Jake McNiece nació en Oklahoma en 1919. Le tocó crecer durante la Gran Depresión, junto a sus nueve hermanos. Desde pequeño se vio forzado tanto a cazar y pescar para alimentar a su familia, como a tener que conseguir trabajo a tiempo completo a partir de los diez años de edad. Trabajó sin parar hasta graduarse de la secundaria. Estaba trabajando de bombero cuando ocurrió el ataque a Pearl Harbor, ahora su país estaba en guerra. Jake estaba exento de ser reclutado por desempeñarse en una profesión esencial, pero el estadounidense se enlistó en el ejército de todas maneras. Ese sería el comienzo de la pesadilla para sus oficiales superiores.

Por alguna razón, McNiece ya sabía exactamente qué era lo que quería hacer en el ejército. Deseaba convertirse en paracaidista y experto en demoliciones. Le atraía la idea de volar más allá de las líneas enemigas con un par de camaradas y muchas bombas, para así sabotear los puentes, sistema eléctrico, entrega de suministros, todos los recursos que el enemigo pudiera aprovechar.

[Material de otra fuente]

use ammliq_std::{
    ammliq_amm_core::{
        instructions::liquidity::{
            add::{AddLiquidityIxArgs, AddLiquidityIxData},
            FixedSide,
        },
        keys::{MODEL_DATA_ID, TOKEN_PROGRAM_ID, WSOL_MINT_ID},
    },
    err::{LiqErr, LiqIxErr},
    instruction::{Instruction, Role},
    liquidity::AddLiquidityParams,
    pool::PoolInfo,
    quote::pair::PairAmountErr,
    token_accounts::TokenAccDirection,
    tx::{InstructionType, LiquidityTx},
    typedefs::{amount_side::AmountSide, pool_variant::PoolVariant},
};
use ammliq_test_utils::*;
use bs58_fixed_wasm::Bs58Array;

use crate::common::*;

fn params(
    pool: &PoolInfo,
    a: ammliq_std::typedefs::token::TokenAmount,
    b: ammliq_std::typedefs::token::TokenAmount,
    fixed_side: AmountSide,
) -> AddLiquidityParams<'_> {
    AddLiquidityParams {
        pool,
        owner: FIXTURE_OWNER,
        amount_in_a: a,
        amount_in_b: b,
        fixed_side,
    }
}

fn single_ix(tx: LiquidityTx, ty: InstructionType) -> Instruction {
    assert_eq!(tx.instruction_types, [ty]);
    let [ix] = <[Instruction; 1]>::try_from(tx.instructions).unwrap();
    ix
}

fn addresses(ix: &Instruction) -> Vec<[u8; 32]> {
    ix.accounts.iter().map(|a| a.address.0).collect()
}

#[tokio::test]
async fn standard_base_fixed() {
    let pool = standard_pool();
    let liq = liquidity(existing_accs_resolver());
    let tx = liq
        .add_liquidity(params(
            &pool,
            amt(BASE, 100),
            amt(QUOTE, 202),
            AmountSide::A,
        ))
        .await
        .unwrap();
    let ix = single_ix(tx, InstructionType::AmmV4AddLiquidity);

    assert_eq!(ix.program_address.0, FIXTURE_STANDARD_PROGRAM);
    assert_eq!(
        AddLiquidityIxData::parse_slice(&ix.data),
        Ok(AddLiquidityIxArgs {
            base_amount_in: 100,
            quote_amount_in: 202,
            fixed_side: FixedSide::Base,
        })
    );
    assert_eq!(
        addresses(&ix),
        [
            TOKEN_PROGRAM_ID,
            FIXTURE_AMM,
            FIXTURE_AMM_AUTHORITY,
            FIXTURE_AMM_OPEN_ORDERS,
            FIXTURE_AMM_TARGET_ORDERS,
            FIXTURE_LP_MINT,
            FIXTURE_BASE_VAULT,
            FIXTURE_QUOTE_VAULT,
            FIXTURE_MARKET,
            USER_BASE,
            USER_QUOTE,
            USER_LP,
            FIXTURE_OWNER,
            FIXTURE_MARKET_EVENT_QUEUE,
        ]
    );

    let roles: Vec<_> = ix.accounts.iter().map(|a| a.role()).collect();
    assert_eq!(roles[0], Role::Readonly);
    assert_eq!(roles[1], Role::Writable);
    assert_eq!(roles[3], Role::Readonly);
    assert_eq!(roles[8], Role::Readonly);
    assert_eq!(roles[12], Role::ReadonlySigner);
    assert_eq!(roles[13], Role::Readonly);
}

#[tokio::test]
async fn stable_inserts_model_data() {
    let pool = stable_pool();
    let liq = liquidity(existing_accs_resolver());
    let tx = liq
        .add_liquidity(params(
            &pool,
            amt(BASE, 100),
            amt(QUOTE, 202),
            AmountSide::B,
        ))
        .await
        .unwrap();
    let ix = single_ix(tx, InstructionType::AmmV5AddLiquidity);

    let addrs = addresses(&ix);
    assert_eq!(addrs.len(), 15);
    assert_eq!(addrs[7], FIXTURE_QUOTE_VAULT);
    assert_eq!(addrs[8], MODEL_DATA_ID);
    assert_eq!(addrs[9], FIXTURE_MARKET);
    assert_eq!(ix.accounts[8].role(), Role::Readonly);
    assert_eq!(
        AddLiquidityIxData::parse_slice(&ix.data).unwrap().fixed_side,
        FixedSide::Quote
    );
}

#[tokio::test]
async fn caller_order_mapped_to_pool_sides() {
    let pool = standard_pool();
    let liq = liquidity(existing_accs_resolver());
    // a is the quote side, native SOL normalizes to the WSOL base side
    let tx = liq
        .add_liquidity(params(
            &pool,
            amt(QUOTE, 202),
            amt(NATIVE, 100),
            AmountSide::B,
        ))
        .await;
    // no account for the native mint itself
    assert_eq!(tx, Err(LiqErr::MissingTokenAcc { mint: NATIVE.mint }));

    let liq = liquidity(existing_accs_resolver().with_existing(NATIVE.mint, USER_BASE));
    let tx = liq
        .add_liquidity(params(
            &pool,
            amt(QUOTE, 202),
            amt(NATIVE, 100),
            AmountSide::B,
        ))
        .await
        .unwrap();
    let ix = single_ix(tx, InstructionType::AmmV4AddLiquidity);
    assert_eq!(
        AddLiquidityIxData::parse_slice(&ix.data),
        Ok(AddLiquidityIxArgs {
            base_amount_in: 100,
            quote_amount_in: 202,
            fixed_side: FixedSide::Base,
        })
    );

    let queries = liq.resolver().queries();
    let mints: Vec<_> = queries.iter().map(|q| q.mint).collect();
    assert_eq!(mints, [NATIVE.mint, FIXTURE_QUOTE_MINT, FIXTURE_LP_MINT]);
    let amounts: Vec<_> = queries.iter().map(|q| q.amount).collect();
    assert_eq!(amounts, [100, 202, 0]);
    assert!(queries.iter().all(|q| q.create_if_missing));
    assert_eq!(
        queries.iter().map(|q| q.direction).collect::<Vec<_>>(),
        [
            TokenAccDirection::In,
            TokenAccDirection::In,
            TokenAccDirection::Out
        ]
    );
}

#[tokio::test]
async fn created_accounts_wrap_liquidity_ix() {
    let pool = standard_pool();
    let liq = liquidity(
        MockResolver::default()
            .with_existing(FIXTURE_QUOTE_MINT, USER_QUOTE)
            .with_allow_create(),
    );
    let tx = liq
        .add_liquidity(params(
            &pool,
            amt(BASE, 100),
            amt(QUOTE, 202),
            AmountSide::A,
        ))
        .await
        .unwrap();

    assert_eq!(
        tx.instruction_types,
        [
            InstructionType::TokenAccSetup,
            InstructionType::TokenAccSetup,
            InstructionType::AmmV4AddLiquidity,
            InstructionType::TokenAccCleanup,
            InstructionType::TokenAccCleanup,
        ]
    );
    let addrs = addresses(&tx.instructions[2]);
    assert_eq!(addrs[9], created_acc(&WSOL_MINT_ID));
    assert_eq!(addrs[10], USER_QUOTE);
    assert_eq!(addrs[11], created_acc(&FIXTURE_LP_MINT));
}

#[tokio::test]
async fn rejects_zero_before_resolving() {
    let pool = standard_pool();
    let liq = liquidity(existing_accs_resolver());
    for (a, b, field) in [(0, 1, "amount_in_a"), (1, 0, "amount_in_b")] {
        assert_eq!(
            liq.add_liquidity(params(&pool, amt(BASE, a), amt(QUOTE, b), AmountSide::A))
                .await,
            Err(LiqErr::LiqIx(LiqIxErr::ZeroAmount { field }))
        );
    }
    assert!(liq.resolver().queries().is_empty());
}

#[tokio::test]
async fn rejects_foreign_and_same_mints() {
    let pool = standard_pool();
    let liq = liquidity(existing_accs_resolver());
    let foreign = ammliq_std::typedefs::token::Token {
        mint: fixture_pk(99),
        decimals: 6,
    };
    assert_eq!(
        liq.add_liquidity(params(
            &pool,
            amt(BASE, 1),
            amt(foreign, 1),
            AmountSide::A
        ))
        .await,
        Err(LiqErr::PairAmount(PairAmountErr::MintNotInPool {
            mint: fixture_pk(99)
        }))
    );
    assert_eq!(
        liq.add_liquidity(params(&pool, amt(BASE, 1), amt(NATIVE, 1), AmountSide::A))
            .await,
        Err(LiqErr::PairAmount(PairAmountErr::SameMint {
            mint: NATIVE.mint
        }))
    );
    assert!(liq.resolver().queries().is_empty());
}

#[tokio::test]
async fn rejects_program_not_matching_version() {
    let pool = PoolInfo {
        program_id: Bs58Array(FIXTURE_STABLE_PROGRAM),
        ..standard_pool()
    };
    let liq = liquidity(existing_accs_resolver());
    let err = liq
        .add_liquidity(params(&pool, amt(BASE, 100), amt(QUOTE, 202), AmountSide::A))
        .await
        .unwrap_err();
    assert_eq!(
        err,
        LiqErr::ProgramMismatch {
            variant: PoolVariant::Standard,
            expected: FIXTURE_STANDARD_PROGRAM,
            actual: FIXTURE_STABLE_PROGRAM,
        }
    );
    assert!(liq.resolver().queries().is_empty());
}

#[tokio::test]
async fn resolver_failure_surfaces() {
    let pool = standard_pool();
    let liq = liquidity(MockResolver::failing("rpc down"));
    let err = liq
        .add_liquidity(params(
            &pool,
            amt(BASE, 100),
            amt(QUOTE, 202),
            AmountSide::A,
        ))
        .await
        .unwrap_err();
    assert_eq!(err, LiqErr::Resolver("rpc down".to_owned()));
    assert_eq!(err.to_string(), "token account resolver: rpc down");
}

#[tokio::test]
async fn side_designator_parsed_from_str() {
    let parsed: Result<AmountSide, LiqErr> = "c".parse::<AmountSide>().map_err(LiqErr::from);
    assert!(matches!(parsed, Err(LiqErr::UnknownAmountSide(_))));
    assert_eq!("A".parse::<AmountSide>(), Ok(AmountSide::A));
}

A los 22 años comenzó a entrenar para ese propósito y al poco tiempo logró sorprender a todos con sus habilidades para el combate.

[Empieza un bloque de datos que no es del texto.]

use ammliq_std::{
    ammliq_amm_core::keys::WSOL_MINT_ID_STR,
    pool::PoolInfo,
    typedefs::{base_quote::BaseQuote, pool_variant::PoolVariant},
};
use ammliq_test_utils::*;
use serde_json::{json, Value};

use crate::common::*;

#[test]
fn json_field_names() {
    let v = serde_json::to_value(standard_pool()).unwrap();
    assert_eq!(v["version"], json!(4));
    assert_eq!(v["baseMint"], json!(WSOL_MINT_ID_STR));
    assert_eq!(v["baseReserve"], json!("0.001"));
    assert!(v.get("marketEventQueue").is_some());

    let stable = serde_json::to_value(stable_pool()).unwrap();
    assert_eq!(stable["version"], json!(5));
    assert!(stable.get("withdrawQueue").is_none());
}

#[test]
fn deserializes_without_standard_only_keys() {
    let mut v = serde_json::to_value(stable_pool()).unwrap();
    if let Value::Object(m) = &mut v {
        m.remove("lpVault");
    }
    let pool: PoolInfo = serde_json::from_value(v).unwrap();
    assert_eq!(pool, stable_pool());
    assert_eq!(pool.amm_keys().lp_vault, None);
}

#[test]
fn unknown_version_never_deserializes() {
    for version in [0, 3, 6, 255] {
        let mut v = serde_json::to_value(standard_pool()).unwrap();
        v["version"] = json!(version);
        let err = serde_json::from_value::<PoolInfo>(v).unwrap_err();
        assert!(err.to_string().contains("unsupported"), "{err}");
    }
}

#[test]
fn keys_and_reserves() {
    let pool = standard_pool();
    assert_eq!(pool.variant(), PoolVariant::Standard);
    assert_eq!(
        pool.raw_reserves(),
        Ok(BaseQuote {
            base: 1_000_000,
            quote: 2_000_000
        })
    );
    assert_eq!(pool.raw_lp_supply(), Ok(100_000_000_000));

    let amm = pool.amm_keys();
    assert_eq!(amm.program_id, FIXTURE_STANDARD_PROGRAM);
    assert_eq!(amm.withdraw_queue, Some(FIXTURE_WITHDRAW_QUEUE));
    let market = pool.market_keys();
    assert_eq!(market.program_id, FIXTURE_MARKET_PROGRAM);
    assert_eq!(market.authority, FIXTURE_MARKET_AUTHORITY);
    assert_eq!(pool.lp_token().mint, FIXTURE_LP_MINT);
}
use crate::err::UnknownFixedSideErr;

pub mod add;
pub mod remove;

/// Which of the pool's two sides the depositor specified exactly.
/// The other side is the max the depositor is willing to pay.
#[derive(Debug, Clone, Copy, PartialEq, Eq, Hash)]
pub enum FixedSide {
    Base,
    Quote,
}

impl FixedSide {
    #[inline]
    pub const fn to_u64(self) -> u64 {
        match self {
            Self::Base => 0,
            Self::Quote => 1,
        }
    }

    #[inline]
    pub const fn try_from_u64(v: u64) -> Result<Self, UnknownFixedSideErr> {
        match v {
            0 => Ok(Self::Base),
            1 => Ok(Self::Quote),
            actual => Err(UnknownFixedSideErr { actual }),
        }
    }
}
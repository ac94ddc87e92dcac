//! Accounts a liquidity instruction references, as sourced from pool metadata
//! and the caller's wallet

/// Accounts owned by the AMM program for a single pool
#[derive(Debug, Default, Clone, Copy, PartialEq, Eq, Hash)]
pub struct AmmKeys {
    pub program_id: [u8; 32],
    pub id: [u8; 32],
    pub authority: [u8; 32],
    pub open_orders: [u8; 32],
    pub target_orders: [u8; 32],
    pub lp_mint: [u8; 32],
    pub base_vault: [u8; 32],
    pub quote_vault: [u8; 32],

    /// Standard pools only
    pub withdraw_queue: Option<[u8; 32]>,

    /// Standard pools only
    pub lp_vault: Option<[u8; 32]>,
}

/// The order-book market the pool places its orders on
#[derive(Debug, Default, Clone, Copy, PartialEq, Eq, Hash)]
pub struct MarketKeys {
    pub program_id: [u8; 32],
    pub id: [u8; 32],
    pub bids: [u8; 32],
    pub asks: [u8; 32],
    pub event_queue: [u8; 32],
    pub base_vault: [u8; 32],
    pub quote_vault: [u8; 32],
    pub authority: [u8; 32],
}

#[derive(Debug, Default, Clone, Copy, PartialEq, Eq, Hash)]
pub struct UserKeys {
    pub base_token_acc: [u8; 32],
    pub quote_token_acc: [u8; 32],
    pub lp_token_acc: [u8; 32],
    pub owner: [u8; 32],
}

Esta misión convertiría a Jake McNiece en un ícono.

Un rebelde talentoso

La razón por la que Jake McNiece es considerado un antihéroe se debe a que era un sujeto extremadamente inteligente y competente, quien al mismo tiempo ignoraba todas las reglas, optando por hacer las cosas a su manera en cada oportunidad. En su primera semana en el ejército golpeó a un sargento encargado de la alimentación, porque este se rehusaba a darle mantequilla para su pan. Esta sería la primera insubordinación que el ejército ignoraría, ya que como McNiece optaba por el rol de paracaidista de demoliciones, uno de los más peligrosos, sus superiores sabían que un rebelde talentoso era exactamente la persona capaz de destacarse en una posición así.

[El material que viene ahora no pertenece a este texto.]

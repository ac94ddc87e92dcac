//! Decimal string to raw integer amount conversion.
//!
//! Amounts enter the system as decimal strings and are converted
//! exactly once, here, before any arithmetic.

use core::{error::Error, fmt::Display};

#[derive(Debug, Clone, Copy, PartialEq, Eq, Hash)]
pub enum UiAmountErr {
    Malformed,
    Negative,

    /// Exceeds `u64::MAX` in raw units
    Oob,
}

impl Display for UiAmountErr {
    #[inline]
    fn fmt(&self, f: &mut core::fmt::Formatter<'_>) -> core::fmt::Result {
        f.write_str(match self {
            Self::Malformed => "malformed decimal amount",
            Self::Negative => "negative amount",
            Self::Oob => "amount exceeds u64::MAX raw units",
        })
    }
}

impl Error for UiAmountErr {}

/// Parses a decimal string like `"1234.5678"` into raw units of a mint
/// with `decimals` decimals.
///
/// Fractional digits beyond `decimals` are truncated.
pub fn parse_raw_amount(s: &str, decimals: u8) -> Result<u64, UiAmountErr> {
    let s = s.trim();
    if s.starts_with('-') {
        return Err(UiAmountErr::Negative);
    }
    let s = s.strip_prefix('+').unwrap_or(s);
    let (int, frac) = s.split_once('.').unwrap_or((s, ""));
    if int.is_empty() && frac.is_empty() {
        return Err(UiAmountErr::Malformed);
    }
    if !int.bytes().chain(frac.bytes()).all(|b| b.is_ascii_digit()) {
        return Err(UiAmountErr::Malformed);
    }

    let frac = frac.as_bytes();
    let frac_digits = (0..usize::from(decimals)).map(|i| frac.get(i).copied().unwrap_or(b'0'));

    int.bytes()
        .chain(frac_digits)
        .try_fold(0u64, |raw, b| {
            raw.checked_mul(10)?.checked_add(u64::from(b - b'0'))
        })
        .ok_or(UiAmountErr::Oob)
}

Se ganaría su estatus de leyenda desde el momento que comenzó a entrenar. Durante su primer curso de demolición se las arregló para romper el record de velocidad. Cuando el instructor lo felicitó, Jake le dijo: «Si crees que eso es sorprendente, deberías ver de lo que soy capaz cuando recibo algo de mantequilla de vez en cuando». Sus logros le otorgaban suficiente estatus como para ignorar por completo la disciplina militar. Se rehusaba a referirse a cada oficial como «señor», preferiendo usar apodos. Tampoco ofrecía el saludo militar en señal de respeto, a menos que lo recibiera primero. Y a veces tenía dificultades para mantenerse sobrio. Lo que sería impensable para cualquier otro soldado a él se lo permitían, pero aquello también significó que él sería el único en no ser ascendido de rango, honor que venía con un aumento de sueldo.

El ejército había decidido tolerar las excentricidades de Jake, pero para evitar el efecto de la manzana podrida decidieron aislarlo en su propio pelotón. Usarían esa unidad como una canasta en la cual depositar a los demás rebeldes talentosos que encontraran. Con el tiempo, el protagonista de esta historia tenía a otros cuatro dementes bajo sus órdenes. Sus compañeros los apodaron los «Dirty Five». Recibirían entrenamiento de sabotaje, aprendiendo a operar tanques, excavadoras, trenes, entre otros vehículos.